What to do.
Take each line of the data that contains the string "Regex" and copy it.

Dataset excerpts.

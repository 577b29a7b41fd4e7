//! Table normalization and occupation extraction.

use std::collections::{BTreeSet, HashMap};
use std::sync::LazyLock;

use regex::Regex;
use riskbase_shared::{OccupationRecord, RawTable, TableRecord};
use tracing::debug;

use crate::NormalizerConfig;
use crate::names;

/// Header terms identifying each column role in an exposure table.
const NAME_TERMS: &[&str] = &["occupation", "job", "role", "title", "group"];
const CODE_TERMS: &[&str] = &["soc", "code", "classification"];
const SCORE_TERMS: &[&str] = &["exposure", "risk", "score", "applicability"];
const TASK_TERMS: &[&str] = &["task", "activit"];

/// Default `source` for tables whose adapter did not name itself.
const DEFAULT_SOURCE: &str = "extraction";

/// Whether `code` is a well-formed SOC code (`XX-XXXX`).
pub fn is_soc_code(code: &str) -> bool {
    static SOC_RE: LazyLock<Regex> =
        LazyLock::new(|| Regex::new(r"^\d{2}-\d{4}$").expect("valid regex"));
    SOC_RE.is_match(code)
}

/// Parse a numeric score cell, stripping `$`, `,` and `%`.
///
/// A trailing `%` means the value is a percentage and is divided by 100.
pub fn parse_score(cell: &str) -> Option<f64> {
    let trimmed = cell.trim();
    let is_percent = trimmed.ends_with('%');
    let cleaned: String = trimmed
        .chars()
        .filter(|c| !matches!(c, '$' | ',' | '%') && !c.is_whitespace())
        .collect();
    let value: f64 = cleaned.parse().ok()?;
    if !value.is_finite() {
        return None;
    }
    Some(if is_percent { value / 100.0 } else { value })
}

/// Convert one raw table into a [`TableRecord`], enforcing the row-length invariant.
pub(crate) fn normalize_table(
    id: &str,
    index: usize,
    raw: &RawTable,
    issues: &mut Vec<String>,
) -> TableRecord {
    let headers: Vec<String> = raw.headers.iter().map(|h| names::collapse_whitespace(h)).collect();

    let title = raw
        .title
        .as_deref()
        .map(names::collapse_whitespace)
        .filter(|t| !t.is_empty())
        .unwrap_or_else(|| format!("Table {}", index + 1));

    let page = if raw.page == 0 {
        issues.push(format!("{id}: invalid page 0, using page 1"));
        1
    } else {
        raw.page
    };

    let mut rows = Vec::with_capacity(raw.rows.len());
    for (row_index, raw_row) in raw.rows.iter().enumerate() {
        let mut row: Vec<String> = raw_row.iter().map(|c| names::collapse_whitespace(c)).collect();
        if row.iter().all(String::is_empty) {
            debug!(table = id, row_index, "dropping empty row");
            continue;
        }
        if row.len() != headers.len() {
            issues.push(format!(
                "{id}: row {row_index} has {} cells, expected {}",
                row.len(),
                headers.len()
            ));
            row.resize(headers.len(), String::new());
        }
        rows.push(row);
    }

    TableRecord {
        id: id.to_string(),
        title,
        page,
        headers,
        rows,
        footnotes: raw.footnotes.iter().map(|f| f.trim().to_string()).collect(),
        source: raw.source.clone().unwrap_or_else(|| DEFAULT_SOURCE.to_string()),
        kind: raw.shape(),
    }
}

// ---------------------------------------------------------------------------
// Occupation extraction
// ---------------------------------------------------------------------------

/// One occupation row as read from a table, before merging.
#[derive(Debug)]
struct Observation {
    name: String,
    code: Option<String>,
    score: Option<f64>,
    tasks: Vec<String>,
}

/// Accumulates occupations across tables, keyed by canonical name.
///
/// Scalars are last-table-wins; table references and key tasks are unioned.
#[derive(Debug, Default)]
pub(crate) struct OccupationMerger {
    records: Vec<OccupationRecord>,
    by_name: HashMap<String, usize>,
}

impl OccupationMerger {
    /// Read occupation rows out of an exposure table.
    pub(crate) fn extract(
        &mut self,
        table: &TableRecord,
        confidence: f64,
        config: &NormalizerConfig,
        issues: &mut Vec<String>,
    ) {
        let Some(name_col) = table.column_matching(NAME_TERMS) else {
            issues.push(format!("{}: no occupation name column", table.id));
            return;
        };
        // A header like "SOC Code" must not double as the name column.
        let code_col = find_column(table, CODE_TERMS, &[name_col]);
        let score_col = find_column(table, SCORE_TERMS, &[name_col]);
        let task_col = find_column(table, TASK_TERMS, &[name_col]);

        for (row_index, row) in table.rows.iter().enumerate() {
            let raw_name = row.get(name_col).map(String::as_str).unwrap_or_default();
            let name = if config.standardize_occupation_names {
                names::standardize(raw_name)
            } else {
                raw_name.trim().to_string()
            };
            if name.is_empty() {
                issues.push(format!("{}: row {row_index} has no occupation name", table.id));
                continue;
            }

            let observation = Observation {
                code: read_code(table, row, code_col, &name, config, issues),
                score: read_score(table, row, score_col, &name, config, issues),
                tasks: task_col
                    .and_then(|c| row.get(c))
                    .map(|cell| split_tasks(cell))
                    .unwrap_or_default(),
                name,
            };
            self.merge(observation, &table.id, confidence, issues);
        }
    }

    fn merge(&mut self, obs: Observation, table_id: &str, confidence: f64, issues: &mut Vec<String>) {
        if let Some(&idx) = self.by_name.get(&obs.name) {
            let record = &mut self.records[idx];
            if let Some(code) = obs.code {
                if !record.code.is_empty() && record.code != code {
                    issues.push(format!(
                        "occupation '{}': code {} from {table_id} replaces {}",
                        record.name, code, record.code
                    ));
                }
                record.code = code;
            }
            if let Some(score) = obs.score {
                record.risk_score = score;
            }
            record.confidence = confidence;
            for task in obs.tasks {
                if !record.key_tasks.contains(&task) {
                    record.key_tasks.push(task);
                }
            }
            record.table_references.insert(table_id.to_string());
            return;
        }

        self.by_name.insert(obs.name.clone(), self.records.len());
        self.records.push(OccupationRecord {
            code: obs.code.unwrap_or_default(),
            name: obs.name,
            risk_score: obs.score.unwrap_or(0.0),
            key_tasks: obs.tasks,
            table_references: BTreeSet::from([table_id.to_string()]),
            confidence,
        });
    }

    /// Finish merging; records occupations left without key tasks.
    pub(crate) fn finish(self, issues: &mut Vec<String>) -> Vec<OccupationRecord> {
        for record in &self.records {
            if record.key_tasks.is_empty() {
                issues.push(format!("occupation '{}': empty keyTasks", record.name));
            }
        }
        self.records
    }
}

fn find_column(table: &TableRecord, terms: &[&str], exclude: &[usize]) -> Option<usize> {
    table.headers.iter().enumerate().position(|(i, h)| {
        let lower = h.to_lowercase();
        !exclude.contains(&i) && terms.iter().any(|t| lower.contains(t))
    })
}

fn read_code(
    table: &TableRecord,
    row: &[String],
    col: Option<usize>,
    name: &str,
    config: &NormalizerConfig,
    issues: &mut Vec<String>,
) -> Option<String> {
    let code = col.and_then(|c| row.get(c)).map(|c| c.trim()).unwrap_or_default();
    if code.is_empty() {
        issues.push(format!("{}: occupation '{name}' is missing a code", table.id));
        return None;
    }
    if config.validate_data_types && !is_soc_code(code) {
        issues.push(format!("{}: occupation '{name}' has invalid SOC code '{code}'", table.id));
    }
    Some(code.to_string())
}

fn read_score(
    table: &TableRecord,
    row: &[String],
    col: Option<usize>,
    name: &str,
    config: &NormalizerConfig,
    issues: &mut Vec<String>,
) -> Option<f64> {
    let cell = col.and_then(|c| row.get(c)).map(String::as_str).unwrap_or_default();
    let Some(score) = parse_score(cell) else {
        issues.push(format!("{}: occupation '{name}' has no parseable score '{cell}'", table.id));
        return None;
    };
    if config.validate_data_types && !(0.0..=1.0).contains(&score) {
        issues.push(format!(
            "{}: occupation '{name}' has invalid score range {score}",
            table.id
        ));
        return Some(score.clamp(0.0, 1.0));
    }
    Some(score)
}

fn split_tasks(cell: &str) -> Vec<String> {
    let mut tasks: Vec<String> = Vec::new();
    for task in cell.split([';', '|']).map(names::collapse_whitespace) {
        if !task.is_empty() && !tasks.contains(&task) {
            tasks.push(task);
        }
    }
    tasks
}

Answer for this exercise.
use regex::Regex;
    static SOC_RE: LazyLock<Regex> =
        LazyLock::new(|| Regex::new(r"^\d{2}-\d{4}$").expect("valid regex"));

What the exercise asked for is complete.